When the door swings open, the Hall sensor’s output changes state. The ESP32-CAM immediately takes a JPEG, uploads it to Firebase Storage, and writes it into Realtime Database. A Twilio API call then sends you an SMS alert containing the gallery URL. Meanwhile, your web app—hosted on Firebase Hosting and listening to the database—updates instantly to show the new image.

Hardware

Hardware Components

  • ESP32-CAM (OV2640 camera module)
  • Hall-effect sensor (A3144)
  • Permanent magnet
  • 5 V USB power supply (or power bank)
  • ESP32-CAM-MB shield
  • Jumper wires & mounting tape/screws

Hardware Circuit

Connecting Components

Hall-effect Sensor (A3144) Mounted on the door frame. Detects the magnet fixed to the door as it swings past: output goes LOW when the magnet is within 5–10 mm (door closed), and HIGH when it moves away (door open).

  • VCC → ESP32-CAM 3V3
  • GND → ESP32-CAM GND
  • OUT → ESP32-CAM GPIO13 (`INPUT_PULLUP`)

ESP32-CAM Module Handles image capture, Firebase upload, and Twilio notifications.

  • Power → VIN pin → +5 V from your battery pack (e.g. USB power-bank or Li-Po + boost converter)
  • Ground → GND → battery pack GND
  • (If you’re using the ESP32-CAM-MB shield instead of wiring VIN/GND, just plug your battery’s USB cable into its micro-USB port.)*

USB-Serial Adapter *(only if not using the on-board USB shield)* Required to flash code to the ESP32-CAM.

  • Adapter TX → ESP32-CAM U0R0 (GPIO3)
  • Adapter RX → ESP32-CAM U0T0 (GPIO1)
  • Adapter +5 V → ESP32-CAM VIN
  • Adapter GND → ESP32-CAM GND

Permanent Magnet Mounted on the door so its north pole passes within 5–10 mm of the Hall sensor when the door is closed. No wiring required.

Software Design

I used VS Code with the PlatformIO IDE extension.

Key Project Features

- Firebase Realtime Database Instant data synchronization between the ESP32-CAM device and the web dashboard.

- Image Processing Automated JPEG capture, Base64 encoding, and seamless cloud upload.
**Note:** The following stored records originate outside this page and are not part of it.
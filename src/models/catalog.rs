use serde::Deserialize;

use crate::visuals::VisualizationKind;

/// Immutable description of one pipeline step. Catalog order is pipeline order.
#[derive(Debug, Clone, PartialEq)]
pub struct StepDefinition {
    pub id: String,
    pub name: String,
    pub description: String,
    pub duration_secs: f64,
    pub details: Vec<String>,
    pub logs: Vec<String>,
    pub files: Option<StepFiles>,
    pub visualization: VisualizationKind,
}

#[derive(Debug, Clone, Default, PartialEq, Deserialize)]
pub struct StepFiles {
    #[serde(default)]
    pub input: Vec<String>,
    #[serde(default)]
    pub output: Vec<String>,
    #[serde(default)]
    pub processing: String,
}

impl StepDefinition {
    pub fn new(id: impl Into<String>, name: impl Into<String>, duration_secs: f64) -> Self {
        Self {
            id: id.into(),
            name: name.into(),
            description: String::new(),
            duration_secs,
            details: Vec::new(),
            logs: Vec::new(),
            files: None,
            visualization: VisualizationKind::Terminal,
        }
    }

    pub fn with_description(mut self, description: impl Into<String>) -> Self {
        self.description = description.into();
        self
    }

    pub fn with_details<I, S>(mut self, details: I) -> Self
    where
        I: IntoIterator<Item = S>,
        S: Into<String>,
    {
        self.details = details.into_iter().map(Into::into).collect();
        self
    }

    pub fn with_logs<I, S>(mut self, logs: I) -> Self
    where
        I: IntoIterator<Item = S>,
        S: Into<String>,
    {
        self.logs = logs.into_iter().map(Into::into).collect();
        self
    }

    pub fn with_files(mut self, input: &[&str], output: &[&str], processing: &str) -> Self {
        self.files = Some(StepFiles {
            input: input.iter().map(|s| s.to_string()).collect(),
            output: output.iter().map(|s| s.to_string()).collect(),
            processing: processing.to_string(),
        });
        self
    }

    pub fn with_visualization(mut self, kind: VisualizationKind) -> Self {
        self.visualization = kind;
        self
    }
}

/// The seven-stage eDNA biodiversity pipeline shown by default.
pub fn builtin_catalog() -> Vec<StepDefinition> {
    vec![
        StepDefinition::new("data-download", "Data Download & Setup", 12.0)
            .with_description("Downloading raw sequencing data from SRA/ENA databases")
            .with_details([
                "Connecting to SRA database",
                "Downloading FASTQ files",
                "Validating file integrity",
                "Setting up workspace directories",
            ])
            .with_logs([
                "prefetch SRR12345678",
                "fastq-dump --split-files SRR12345678",
                "Downloading: SRR12345678_1.fastq.gz (2.1 GB)",
                "Downloading: SRR12345678_2.fastq.gz (2.1 GB)",
                "MD5 checksum validation: PASSED",
                "Files downloaded successfully to /data/raw/",
            ])
            .with_files(
                &[],
                &["SRR12345678_1.fastq.gz", "SRR12345678_2.fastq.gz"],
                "Downloading raw sequencing data...",
            )
            .with_visualization(VisualizationKind::FileProcessing),
        StepDefinition::new("quality-control", "Quality Control & Trimming", 15.0)
            .with_description("Analyzing sequence quality and trimming adapters with fastp")
            .with_details([
                "Running FastQC analysis",
                "Adapter sequence detection",
                "Quality trimming (Q>20)",
                "Generating QC reports",
            ])
            .with_logs([
                "fastp -i SRR12345678_1.fastq.gz -I SRR12345678_2.fastq.gz",
                "Detecting adapter sequences...",
                "Read1 before filtering: 1,234,567 reads",
                "Read2 before filtering: 1,234,567 reads",
                "Quality filtering: Q>20, length>100bp",
                "Reads after filtering: 1,189,432 (96.3%)",
                "HTML report generated: fastp_report.html",
            ])
            .with_files(
                &["SRR12345678_1.fastq.gz", "SRR12345678_2.fastq.gz"],
                &["trimmed_R1.fastq.gz", "trimmed_R2.fastq.gz", "fastp_report.html"],
                "Quality filtering and adapter trimming...",
            )
            .with_visualization(VisualizationKind::QualityMetrics),
        StepDefinition::new("read-merging", "Paired-end Read Merging", 10.0)
            .with_description("Merging overlapping paired-end reads using vsearch")
            .with_details([
                "Detecting read overlaps",
                "Merging paired reads",
                "Quality score adjustment",
                "Filtering merged reads",
            ])
            .with_logs([
                "vsearch --fastq_mergepairs trimmed_R1.fastq.gz",
                "Merging paired-end reads...",
                "Minimum overlap: 15bp",
                "Maximum mismatches: 2",
                "Merged reads: 987,654 (83.0%)",
                "Mean merged length: 253bp",
                "Output: merged_reads.fastq",
            ])
            .with_files(
                &["trimmed_R1.fastq.gz", "trimmed_R2.fastq.gz"],
                &["merged_reads.fastq", "unmerged_R1.fastq", "unmerged_R2.fastq"],
                "Merging overlapping read pairs...",
            )
            .with_visualization(VisualizationKind::ReadMerging),
        StepDefinition::new("asv-inference", "ASV Inference (DADA2)", 20.0)
            .with_description("Denoising sequences and inferring Amplicon Sequence Variants")
            .with_details([
                "Learning error model",
                "Sequence denoising",
                "ASV inference",
                "Chimera detection and removal",
            ])
            .with_logs([
                "dada2 --input merged_reads.fastq",
                "Learning error rates from 987,654 reads...",
                "Error model converged after 7 iterations",
                "Denoising sequences...",
                "Inferred 12,847 unique ASVs",
                "Detecting chimeric sequences...",
                "Removed 1,203 chimeras (9.4%)",
                "Final ASV count: 11,644",
                "Output: asv_table.csv, rep_seqs.fasta",
            ])
            .with_files(
                &["merged_reads.fastq"],
                &["asv_table.csv", "rep_seqs.fasta", "dada2_stats.txt"],
                "Inferring amplicon sequence variants...",
            )
            .with_visualization(VisualizationKind::AsvProcessing),
        StepDefinition::new("taxonomic-classification", "Taxonomic Classification", 18.0)
            .with_description("Assigning taxonomy using MMseqs2 and SILVA database")
            .with_details([
                "Database preparation",
                "MMseqs2 search execution",
                "Confidence scoring",
                "Taxonomic assignment",
            ])
            .with_logs([
                "mmseqs createdb rep_seqs.fasta queryDB",
                "mmseqs search queryDB silva_db resultDB tmp",
                "Searching 11,644 sequences against SILVA database...",
                "Processing: [████████████████████████████████] 100%",
                "Assigned taxonomy: 8,932 sequences (76.7%)",
                "Unassigned sequences: 2,712 (23.3%)",
                "Mean alignment identity: 94.2%",
                "Output: taxonomy_assignments.txt",
            ])
            .with_files(
                &["rep_seqs.fasta", "asv_table.csv"],
                &["taxonomy_assignments.txt", "alignment_results.txt"],
                "Searching against reference databases...",
            )
            .with_visualization(VisualizationKind::BlastResults),
        StepDefinition::new("novelty-detection", "Novel Species Detection", 25.0)
            .with_description("DNABERT embedding analysis for unassigned sequences")
            .with_details([
                "Extracting unassigned sequences",
                "Generating DNABERT embeddings",
                "Clustering analysis",
                "Novel species candidate identification",
            ])
            .with_logs([
                "python dnabert_embeddings.py --input unassigned_seqs.fasta",
                "Loading DNABERT-S model...",
                "Model loaded: 6-mer embeddings, 768 dimensions",
                "Generating embeddings for 2,712 sequences...",
                "GPU acceleration enabled (CUDA)",
                "Embedding generation: [████████████████] 100%",
                "Running HDBSCAN clustering...",
                "Identified 47 potential novel species clusters",
                "Top candidates: 8 clusters with >50 reads each",
                "Output: embeddings.npy, clusters.csv",
            ])
            .with_files(
                &["rep_seqs.fasta", "taxonomy_assignments.txt"],
                &["embeddings.npy", "novel_clusters.csv", "candidate_species.fasta"],
                "Analyzing sequence embeddings for novelty...",
            )
            .with_visualization(VisualizationKind::EmbeddingSpace),
        StepDefinition::new("diversity-analysis", "Biodiversity Analysis", 8.0)
            .with_description("Computing diversity metrics and generating final reports")
            .with_details([
                "Alpha diversity calculation",
                "Beta diversity analysis",
                "Species accumulation curves",
                "Report generation",
            ])
            .with_logs([
                "python diversity_analysis.py --asv_table asv_table.csv",
                "Calculating alpha diversity metrics...",
                "Shannon diversity: 4.23 ± 0.18",
                "Simpson diversity: 0.94 ± 0.02",
                "Observed species: 8,932",
                "Computing beta diversity (Bray-Curtis)...",
                "Generating species accumulation curves...",
                "Creating final biodiversity report...",
                "Report saved: biodiversity_report.html",
            ])
            .with_files(
                &["asv_table.csv", "taxonomy_assignments.txt", "novel_clusters.csv"],
                &["diversity_metrics.csv", "biodiversity_report.html", "ordination_plot.png"],
                "Computing biodiversity metrics and generating reports...",
            )
            .with_visualization(VisualizationKind::DiversityMetrics),
    ]
}
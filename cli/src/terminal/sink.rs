//! The [`ResultSink`] that renders runs on the terminal as they progress.

use netlens_common::probe::event::ProbeEvent;
use netlens_common::probe::result::{RunResult, RunStatus};
use netlens_common::sink::ResultSink;
use netlens_common::{error, success, warn};

use crate::terminal::spinner::Progress;
use crate::terminal::{format, print};

pub struct TerminalSink {
    progress: Progress,
    batch: bool,
}

impl TerminalSink {
    pub fn new(progress: Progress, batch: bool) -> Self {
        Self { progress, batch }
    }
}

impl ResultSink for TerminalSink {
    fn on_event(&mut self, event: &ProbeEvent) {
        self.progress
            .set_message(&format!("{} step {}", event.target, event.step));
        if print::quiet() == 0 {
            print::print(&format::event_line(event, self.batch));
        }
    }

    fn on_complete(&mut self, result: &RunResult) {
        if print::quiet() > 1 {
            return;
        }
        match result.status {
            RunStatus::Completed => success!("{result}"),
            RunStatus::PartiallyCompleted | RunStatus::Cancelled => warn!("{result}"),
            RunStatus::Failed => error!("{result}"),
        }
    }
}
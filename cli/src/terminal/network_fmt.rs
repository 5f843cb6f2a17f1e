use crate::terminal::{colors, print};
use colored::*;
use netlens_common::network::address::get_ipv6_type;
use netlens_core::network::interface::{InterfaceKind, InterfaceSummary};
use pnet::ipnetwork::IpNetwork;

pub fn to_key_value_pair_net(ip_net: &[IpNetwork]) -> Vec<(String, ColoredString)> {
    ip_net
        .iter()
        .map(|ip_network| match ip_network {
            IpNetwork::V4(ipv4_network) => {
                let address: ColoredString = ipv4_network.ip().to_string().color(colors::IPV4_ADDR);
                let prefix: ColoredString =
                    ipv4_network.prefix().to_string().color(colors::IPV4_PREFIX);
                let result: ColoredString = format!("{address}/{prefix}").color(colors::SEPARATOR);
                ("IPv4".to_string(), result)
            }
            IpNetwork::V6(ipv6_network) => {
                let address: ColoredString = ipv6_network.ip().to_string().color(colors::IPV6_ADDR);
                let prefix: ColoredString =
                    ipv6_network.prefix().to_string().color(colors::IPV6_PREFIX);
                let value: ColoredString = format!("{address}/{prefix}").color(colors::SEPARATOR);
                let key = get_ipv6_type(&ipv6_network.ip()).label();
                (key.to_string(), value)
            }
        })
        .collect()
}

fn kind_label(kind: InterfaceKind) -> &'static str {
    match kind {
        InterfaceKind::Wired => "wired",
        InterfaceKind::Wireless => "wireless",
        InterfaceKind::Virtual => "virtual",
    }
}

pub fn print_interface(interface: &InterfaceSummary, idx: usize) {
    print::tree_head(idx, &interface.name);
    let mut key_value_pair: Vec<(String, ColoredString)> = vec![(
        "Type".to_string(),
        kind_label(interface.kind).color(colors::SECONDARY),
    )];
    key_value_pair.extend(to_key_value_pair_net(&interface.ips));
    if let Some(mac_addr) = interface.mac {
        key_value_pair.push((
            "MAC".to_string(),
            mac_addr.to_string().color(colors::MAC_ADDR),
        ));
    }
    print::as_tree_one_level(key_value_pair);
}
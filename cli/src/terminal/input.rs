use std::sync::Arc;
use std::sync::atomic::{AtomicBool, Ordering};
use std::thread::{self, JoinHandle};
use std::time::Duration;

use crossterm::event::{self, Event, KeyCode, KeyEventKind, KeyModifiers};
use crossterm::terminal::{disable_raw_mode, enable_raw_mode};
use tracing::debug;

const POLL_INTERVAL: Duration = Duration::from_millis(100);

static RAW_MODE: AtomicBool = AtomicBool::new(false);

pub fn raw_mode_active() -> bool {
    RAW_MODE.load(Ordering::Relaxed)
}

fn is_interrupt(code: KeyCode, modifiers: KeyModifiers) -> bool {
    let is_q = code == KeyCode::Char('q');
    let is_ctrl_c = code == KeyCode::Char('c') && modifiers.contains(KeyModifiers::CONTROL);
    is_q || is_ctrl_c
}

/// Watches the keyboard for 'q' or Ctrl-C until dropped.
pub struct InputHandle {
    stop: Arc<AtomicBool>,
    thread: Option<JoinHandle<()>>,
}

impl InputHandle {
    /// Returns `None` when there is no interactive terminal to listen on.
    pub fn start(on_interrupt: impl FnOnce() + Send + 'static) -> Option<Self> {
        if !console::user_attended() {
            return None;
        }
        if let Err(e) = enable_raw_mode() {
            debug!("Key listener unavailable: {e}");
            return None;
        }
        RAW_MODE.store(true, Ordering::Relaxed);

        let stop = Arc::new(AtomicBool::new(false));
        let stop_flag = stop.clone();
        let thread = thread::spawn(move || {
            while !stop_flag.load(Ordering::Relaxed) {
                match event::poll(POLL_INTERVAL) {
                    Ok(false) => continue,
                    Ok(true) => {}
                    Err(e) => {
                        debug!("Key listener stopped: {e}");
                        break;
                    }
                }
                if let Ok(Event::Key(key)) = event::read()
                    && key.kind == KeyEventKind::Press
                    && is_interrupt(key.code, key.modifiers)
                {
                    on_interrupt();
                    break;
                }
            }
        });

        Some(Self {
            stop,
            thread: Some(thread),
        })
    }
}

impl Drop for InputHandle {
    fn drop(&mut self) {
        self.stop.store(true, Ordering::Relaxed);
        if let Some(thread) = self.thread.take() {
            let _ = thread.join();
        }
        let _ = disable_raw_mode();
        RAW_MODE.store(false, Ordering::Relaxed);
    }
}

// ╔════════════════════════════════════════════╗
// ║ ████████╗███████╗███████╗████████╗███████╗ ║
// ║ ╚══██╔══╝██╔════╝██╔════╝╚══██╔══╝██╔════╝ ║
// ║    ██║   █████╗  ███████╗   ██║   ███████╗ ║
// ║    ██║   ██╔══╝  ╚════██║   ██║   ╚════██║ ║
// ║    ██║   ███████╗███████║   ██║   ███████║ ║
// ║    ╚═╝   ╚══════╝╚══════╝   ╚═╝   ╚══════╝ ║
// ╚════════════════════════════════════════════╝
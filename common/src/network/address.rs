//! # Address classification
//!
//! Helpers that describe an address without touching the network: its family
//! (decided from the literal text, the way the DNS probe reports it), its scope
//! flags, and the IPv6 address type shown by `netlens info`.

use std::fmt;
use std::net::{IpAddr, Ipv6Addr};

#[derive(Debug, Clone, Copy, PartialEq, Eq, Hash)]
pub enum IpFamily {
    V4,
    V6,
}

impl IpFamily {
    /// Classifies an address by its textual form: anything containing a colon is IPv6.
    pub fn from_literal(literal: &str) -> Self {
        if literal.contains(':') {
            IpFamily::V6
        } else {
            IpFamily::V4
        }
    }

    pub fn of(addr: &IpAddr) -> Self {
        Self::from_literal(&addr.to_string())
    }
}

impl fmt::Display for IpFamily {
    fn fmt(&self, f: &mut fmt::Formatter<'_>) -> fmt::Result {
        match self {
            IpFamily::V4 => f.write_str("IPv4"),
            IpFamily::V6 => f.write_str("IPv6"),
        }
    }
}

/// Scope flags reported next to a resolved hostname. Informational only.
#[derive(Debug, Clone, Copy, Default, PartialEq, Eq)]
pub struct AddressClass {
    pub loopback: bool,
    pub link_local: bool,
    pub site_local: bool,
    pub multicast: bool,
}

impl AddressClass {
    pub fn of(addr: &IpAddr) -> Self {
        match addr {
            IpAddr::V4(v4) => Self {
                loopback: v4.is_loopback(),
                link_local: v4.is_link_local(),
                site_local: v4.is_private(),
                multicast: v4.is_multicast(),
            },
            IpAddr::V6(v6) => Self {
                loopback: v6.is_loopback(),
                link_local: v6.is_unicast_link_local(),
                site_local: is_site_local_v6(v6),
                multicast: v6.is_multicast(),
            },
        }
    }
}

impl fmt::Display for AddressClass {
    fn fmt(&self, f: &mut fmt::Formatter<'_>) -> fmt::Result {
        write!(
            f,
            "loopback={} link-local={} site-local={} multicast={}",
            self.loopback, self.link_local, self.site_local, self.multicast
        )
    }
}

// fec0::/10, deprecated but still what "site local" means for IPv6.
fn is_site_local_v6(addr: &Ipv6Addr) -> bool {
    (addr.segments()[0] & 0xffc0) == 0xfec0
}

#[derive(Debug, Clone, Copy, PartialEq, Eq)]
pub enum Ipv6AddressType {
    GlobalUnicast,
    UniqueLocal,
    LinkLocal,
    Other,
}

pub fn get_ipv6_type(addr: &Ipv6Addr) -> Ipv6AddressType {
    let first_byte = addr.octets()[0];
    if (0x20..=0x3F).contains(&first_byte) {
        Ipv6AddressType::GlobalUnicast
    } else if addr.is_unique_local() {
        Ipv6AddressType::UniqueLocal
    } else if addr.is_unicast_link_local() {
        Ipv6AddressType::LinkLocal
    } else {
        Ipv6AddressType::Other
    }
}

impl Ipv6AddressType {
    pub fn label(&self) -> &'static str {
        match self {
            Ipv6AddressType::GlobalUnicast => "GUA",
            Ipv6AddressType::UniqueLocal => "ULA",
            Ipv6AddressType::LinkLocal => "LLA",
            Ipv6AddressType::Other => "IPv6",
        }
    }
}

/// Parses the first IPv4 or IPv6 address out of a public-IP service reply.
///
/// Handles plain text replies (`203.0.113.7\n`) and the JSON shape
/// `{"ip": "203.0.113.7"}` / `{"origin": "203.0.113.7"}`.
pub fn parse_ip_reply(body: &str) -> Option<IpAddr> {
    let trimmed = body.trim();
    if let Ok(addr) = trimmed.parse::<IpAddr>() {
        return Some(addr);
    }

    trimmed
        .split(|c: char| c == '"' || c == ',' || c.is_whitespace())
        .filter(|token| !token.is_empty())
        .find_map(|token| token.parse::<IpAddr>().ok())
}

// ╔════════════════════════════════════════════╗
// ║ ████████╗███████╗███████╗████████╗███████╗ ║
// ║ ╚══██╔══╝██╔════╝██╔════╝╚══██╔══╝██╔════╝ ║
// ║    ██║   █████╗  ███████╗   ██║   ███████╗ ║
// ║    ██║   ██╔══╝  ╚════██║   ██║   ╚════██║ ║
// ║    ██║   ███████╗███████║   ██║   ███████║ ║
// ║    ╚═╝   ╚══════╝╚══════╝   ╚═╝   ╚══════╝ ║
// ╚════════════════════════════════════════════╝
- SMS Notifications (Twilio) Instant SMS alerts via Twilio API with direct gallery links.

- Responsive Web Dashboard Mobile-friendly interface for real-time image monitoring and history review.

- Hall Sensor Integration Magnetic door-open detection with software debouncing to ensure one capture per event.

- PSRAM Optimization Advanced PSRAM configuration on ESP32-CAM for reliable image buffering and processing.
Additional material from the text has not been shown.